Sören Riedel macht da keine Ausnahme. "Mein Herz hat immer gepasst", sagt er. "Ich dachte nie, dass da jemand für mich gestorben ist." Es sei ja im Gegenteil so, dass derjenige, der sein Organ hergab, gewollt habe, dass er weiterlebe. Riedel empfindet eine tiefe Dankbarkeit für dieses Geschenk. "Irgendwann werde ich mit meinem Spender da oben eine große Party feiern", verspricht er.

Der 32-Jährige ist Erziehungswissenschaftler, sein Diplom bekam er 2008, am 5. März, dem Tag, an dem er 1992 neu geboren wurde. Er arbeitet als Referent für sozialrechtliche Fragestellungen beim Bundesverband Herzkranke Kinder (BVHK) in Aachen, berät Familien in Rechtsfragen oder hilft bei der Berufsfindung von Herzkranken. "Der Bedarf ist riesengroß", sagt er. Als Mensch mit einem Spenderorgan ist er prädestiniert für diese Stelle, deren Zukunft aber, weil spendenfinanziert, ungewiss ist.

Generell sei Aufklärungsarbeit in Bezug auf Transplantationen wichtig, um die Zahl der Spender zu erhöhen. Bei der Aufklärung setzt das Aktionsbündnis Organspende im Rheinland an, das am Samstag in Kevelaer gegründet wird. Zum Auftakt werben Promis wie Politiker Frank-Walter Steinmeier, der Weihbischof Walter Geerlings sowie der Sportdirektor von Bayer Leverkusen, Rudi Völler, für mehr Organspenden. "Jeder sollte sich einmal in seinem Leben mit dem Thema Organspende beschäftigen", sagt Riedel.

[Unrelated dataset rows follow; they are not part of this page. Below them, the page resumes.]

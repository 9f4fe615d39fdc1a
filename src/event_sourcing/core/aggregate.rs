use uuid::Uuid;
use super::event::EventEnvelope;

// ============================================================================
// Aggregate Root Pattern - Event Sourcing Core
// ============================================================================
//
// Key Principles:
// 1. State is derived from events (not stored directly)
// 2. Commands are validated before emitting events
// 3. Events represent facts that have already happened
// 4. Aggregates enforce business invariants
//
// Orders and wallets both implement this trait. The version of an aggregate
// is the sequence number of the last applied event and is what the event
// store checks on append.
//
// ============================================================================

/// Generic Aggregate trait - all event-sourced aggregates implement this
///
/// Type Parameters:
/// - `Event`: The domain event type for this aggregate
/// - `Command`: The command type for this aggregate
/// - `Error`: The error type for business rule violations
pub trait Aggregate: Sized + Send + Sync {
    type Event;
    type Command;
    type Error;

    /// Create new aggregate from first event
    fn apply_first_event(aggregate_id: Uuid, event: &Self::Event) -> Result<Self, Self::Error>;

    /// Apply subsequent events to update state
    fn apply_event(&mut self, event: &Self::Event) -> Result<(), Self::Error>;

    /// Handle command and emit events (business logic)
    fn handle_command(&self, command: &Self::Command) -> Result<Vec<Self::Event>, Self::Error>;

    /// Get aggregate ID
    fn aggregate_id(&self) -> Uuid;

    /// Get current version (sequence number)
    fn version(&self) -> i64;

    fn set_version(&mut self, version: i64);

    /// Rebuild an aggregate from its ordered event history.
    ///
    /// Returns `Ok(None)` for an empty history.
    fn load_from_events(events: &[EventEnvelope<Self::Event>]) -> Result<Option<Self>, Self::Error> {
        let Some((first, rest)) = events.split_first() else {
            return Ok(None);
        };

        let mut aggregate = Self::apply_first_event(first.aggregate_id, &first.event_data)?;
        aggregate.set_version(first.sequence_number);

        for envelope in rest {
            aggregate.apply_event(&envelope.event_data)?;
            aggregate.set_version(envelope.sequence_number);
        }

        Ok(Some(aggregate))
    }

    /// Apply freshly decided events in memory, bumping the version for each.
    fn apply_all(&mut self, events: &[Self::Event]) -> Result<(), Self::Error> {
        for event in events {
            self.apply_event(event)?;
            let next = self.version() + 1;
            self.set_version(next);
        }
        Ok(())
    }
}
use async_trait::async_trait;
use std::collections::HashMap;
use tokio::sync::{Mutex, RwLock};
use uuid::Uuid;

use crate::domain::coupon::{Coupon, CouponCode, CouponRepository, CouponStatus};
use crate::domain::inventory::{InventoryRepository, Product};
use crate::domain::reconciliation::{ReconciliationEntry, ReconciliationLog};
use crate::event_sourcing::StoreError;

// ============================================================================
// In-Memory Repositories
// ============================================================================
//
// Development (`--store memory`) and test counterparts of the Scylla
// repositories. Counter adjustments happen under a single write lock.
//
// ============================================================================

#[derive(Default)]
pub struct InMemoryInventory {
    products: RwLock<HashMap<Uuid, Product>>,
}

impl InMemoryInventory {
    pub fn new() -> Self {
        Self::default()
    }
}

#[async_trait]
impl InventoryRepository for InMemoryInventory {
    async fn product(&self, product_id: Uuid) -> Result<Option<Product>, StoreError> {
        Ok(self.products.read().await.get(&product_id).cloned())
    }

    async fn add_product(&self, product: &Product) -> Result<(), StoreError> {
        self.products.write().await.insert(product.id, product.clone());
        Ok(())
    }

    async fn adjust_stock(&self, product_id: Uuid, delta: i64) -> Result<i64, StoreError> {
        let mut products = self.products.write().await;
        let product = products
            .get_mut(&product_id)
            .ok_or_else(|| StoreError::backend(format!("no stock counter for product {product_id}")))?;
        product.stock += delta;
        Ok(product.stock)
    }
}

#[derive(Default)]
pub struct InMemoryCoupons {
    coupons: RwLock<HashMap<CouponCode, Coupon>>,
    usage: RwLock<HashMap<(CouponCode, Uuid), i64>>,
}

impl InMemoryCoupons {
    pub fn new() -> Self {
        Self::default()
    }
}

#[async_trait]
impl CouponRepository for InMemoryCoupons {
    async fn find_by_code(&self, code: &CouponCode) -> Result<Option<Coupon>, StoreError> {
        Ok(self.coupons.read().await.get(code).cloned())
    }

    async fn insert(&self, coupon: &Coupon) -> Result<bool, StoreError> {
        let mut coupons = self.coupons.write().await;
        if coupons.contains_key(&coupon.code) {
            return Ok(false);
        }
        coupons.insert(coupon.code.clone(), coupon.clone());
        Ok(true)
    }

    async fn set_status(&self, code: &CouponCode, status: CouponStatus) -> Result<bool, StoreError> {
        match self.coupons.write().await.get_mut(code) {
            Some(coupon) => {
                coupon.status = status;
                Ok(true)
            }
            None => Ok(false),
        }
    }

    async fn used_count(&self, code: &CouponCode, user_id: Uuid) -> Result<u32, StoreError> {
        let used = self
            .usage
            .read()
            .await
            .get(&(code.clone(), user_id))
            .copied()
            .unwrap_or(0);
        Ok(u32::try_from(used.max(0)).unwrap_or(u32::MAX))
    }

    async fn adjust_usage(&self, code: &CouponCode, user_id: Uuid, delta: i64) -> Result<i64, StoreError> {
        let mut usage = self.usage.write().await;
        let used = usage.entry((code.clone(), user_id)).or_insert(0);
        *used += delta;
        Ok(*used)
    }
}

#[derive(Default)]
pub struct InMemoryReconciliationLog {
    entries: Mutex<Vec<ReconciliationEntry>>,
}

impl InMemoryReconciliationLog {
    pub fn new() -> Self {
        Self::default()
    }
}

#[async_trait]
impl ReconciliationLog for InMemoryReconciliationLog {
    async fn record(&self, entry: &ReconciliationEntry) -> Result<(), StoreError> {
        self.entries.lock().await.push(entry.clone());
        Ok(())
    }

    async fn pending(&self, limit: usize) -> Result<Vec<ReconciliationEntry>, StoreError> {
        Ok(self.entries.lock().await.iter().take(limit).cloned().collect())
    }
}
use async_trait::async_trait;
use chrono::{DateTime, Utc};
use scylla::client::session::Session;
use scylla::response::query_result::QueryResult;
use scylla::statement::batch::Batch;
use scylla::value::{CqlValue, Row};
use std::marker::PhantomData;
use std::sync::Arc;
use uuid::Uuid;

use crate::event_sourcing::core::{deserialize_event, serialize_event, DomainEvent, EventEnvelope};
use super::event_store::{EventStore, StoreError};

// ============================================================================
// ScyllaDB Event Store
// ============================================================================
//
// One table per aggregate type, partitioned by aggregate id and clustered by
// sequence number. Appends are a conditional batch of `INSERT ... IF NOT
// EXISTS` statements on the same partition: if another writer already took
// one of the sequence numbers the whole batch is rejected, which is the
// optimistic concurrency check.
//
// ============================================================================

type EventRow = (
    Uuid,
    i64,
    Uuid,
    String,
    i32,
    String,
    Option<Uuid>,
    Uuid,
    Option<Uuid>,
    DateTime<Utc>,
);

pub struct ScyllaEventStore<E: DomainEvent> {
    session: Arc<Session>,
    table: &'static str,
    _phantom: PhantomData<E>,
}

impl<E: DomainEvent> ScyllaEventStore<E> {
    /// `table` must be one of the event tables created by the schema module.
    pub fn new(session: Arc<Session>, table: &'static str) -> Self {
        Self {
            session,
            table,
            _phantom: PhantomData,
        }
    }
}

#[async_trait]
impl<E: DomainEvent + 'static> EventStore<E> for ScyllaEventStore<E> {
    async fn append_events(
        &self,
        aggregate_id: Uuid,
        expected_version: i64,
        events: Vec<EventEnvelope<E>>,
    ) -> Result<i64, StoreError> {
        if events.is_empty() {
            return Err(StoreError::EmptyAppend);
        }

        let insert = format!(
            "INSERT INTO {} (
                aggregate_id, sequence_number, event_id, event_type, event_version,
                event_data, causation_id, correlation_id, user_id, timestamp
            ) VALUES (?, ?, ?, ?, ?, ?, ?, ?, ?, ?) IF NOT EXISTS",
            self.table
        );

        let mut batch = Batch::default();
        let mut values: Vec<EventRow> = Vec::with_capacity(events.len());
        let mut new_version = expected_version;

        for envelope in &events {
            new_version += 1;
            batch.append_statement(insert.as_str());
            values.push((
                aggregate_id,
                new_version,
                envelope.event_id,
                envelope.event_type.clone(),
                envelope.event_version,
                serialize_event(&envelope.event_data)?,
                envelope.causation_id,
                envelope.correlation_id,
                envelope.user_id,
                envelope.timestamp,
            ));
        }

        let result = self
            .session
            .batch(&batch, values)
            .await
            .map_err(StoreError::backend)?;

        if !lwt_applied(result)? {
            let actual = self.current_version(aggregate_id).await?;
            tracing::warn!(
                aggregate_id = %aggregate_id,
                table = self.table,
                expected_version = expected_version,
                actual_version = actual,
                "Conditional append rejected"
            );
            return Err(StoreError::ConcurrencyConflict {
                aggregate_id,
                expected: expected_version,
                actual,
            });
        }

        tracing::info!(
            aggregate_id = %aggregate_id,
            table = self.table,
            new_version = new_version,
            event_count = events.len(),
            "✅ Appended events to event store"
        );

        Ok(new_version)
    }

    async fn load_events(&self, aggregate_id: Uuid) -> Result<Vec<EventEnvelope<E>>, StoreError> {
        let query = format!(
            "SELECT aggregate_id, sequence_number, event_id, event_type, event_version,
                    event_data, causation_id, correlation_id, user_id, timestamp
             FROM {}
             WHERE aggregate_id = ?",
            self.table
        );

        let result = self
            .session
            .query_unpaged(query, (aggregate_id,))
            .await
            .map_err(StoreError::backend)?;

        let mut events = Vec::new();

        let rows_result = match result.into_rows_result() {
            Ok(rows) => rows,
            Err(_) => return Ok(events),
        };

        for row in rows_result.rows::<EventRow>().map_err(StoreError::backend)? {
            let (agg_id, sequence_number, event_id, event_type, event_version, event_data_json, causation_id, correlation_id, user_id, timestamp) =
                row.map_err(StoreError::backend)?;

            let event_data: E = deserialize_event(&event_data_json)?;

            events.push(EventEnvelope {
                event_id,
                aggregate_id: agg_id,
                sequence_number,
                event_type,
                event_version,
                event_data,
                causation_id,
                correlation_id,
                user_id,
                timestamp,
            });
        }

        tracing::debug!("Loaded {} events for aggregate {}", events.len(), aggregate_id);
        Ok(events)
    }

    async fn current_version(&self, aggregate_id: Uuid) -> Result<i64, StoreError> {
        let query = format!(
            "SELECT sequence_number FROM {} WHERE aggregate_id = ? ORDER BY sequence_number DESC LIMIT 1",
            self.table
        );

        let result = self
            .session
            .query_unpaged(query, (aggregate_id,))
            .await
            .map_err(StoreError::backend)?;

        let rows_result = match result.into_rows_result() {
            Ok(rows) => rows,
            Err(_) => return Ok(0),
        };

        match rows_result.maybe_first_row::<(i64,)>() {
            Ok(Some((version,))) => Ok(version),
            Ok(None) => Ok(0),
            Err(e) => Err(StoreError::backend(e)),
        }
    }

    fn backend_name(&self) -> &'static str {
        "scylla"
    }
}

/// Lightweight transactions answer with an `[applied]` column first.
pub(crate) fn lwt_applied(result: QueryResult) -> Result<bool, StoreError> {
    match result.into_rows_result() {
        Ok(rows) => Ok(rows
            .maybe_first_row::<Row>()
            .map_err(StoreError::backend)?
            .and_then(|row| row.columns.into_iter().next().flatten())
            .map_or(true, |value| matches!(value, CqlValue::Boolean(true)))),
        Err(_) => Ok(true),
    }
}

Er selbst treibt heute dreimal die Woche Sport, lebt ein Leben fast ohne Einschränkungen, wenn man von den Medikamenten gegen eine mögliche Abstoßung des Organs absieht. Irgendwann will Riedel einen Halbmarathon laufen. "Den werde ich meinem unbekannten Spender widmen. Ich kann mich nur bedanken, indem ich mein Leben bewusst lebe und ihm zeige, wie toll mein Herz funktioniert."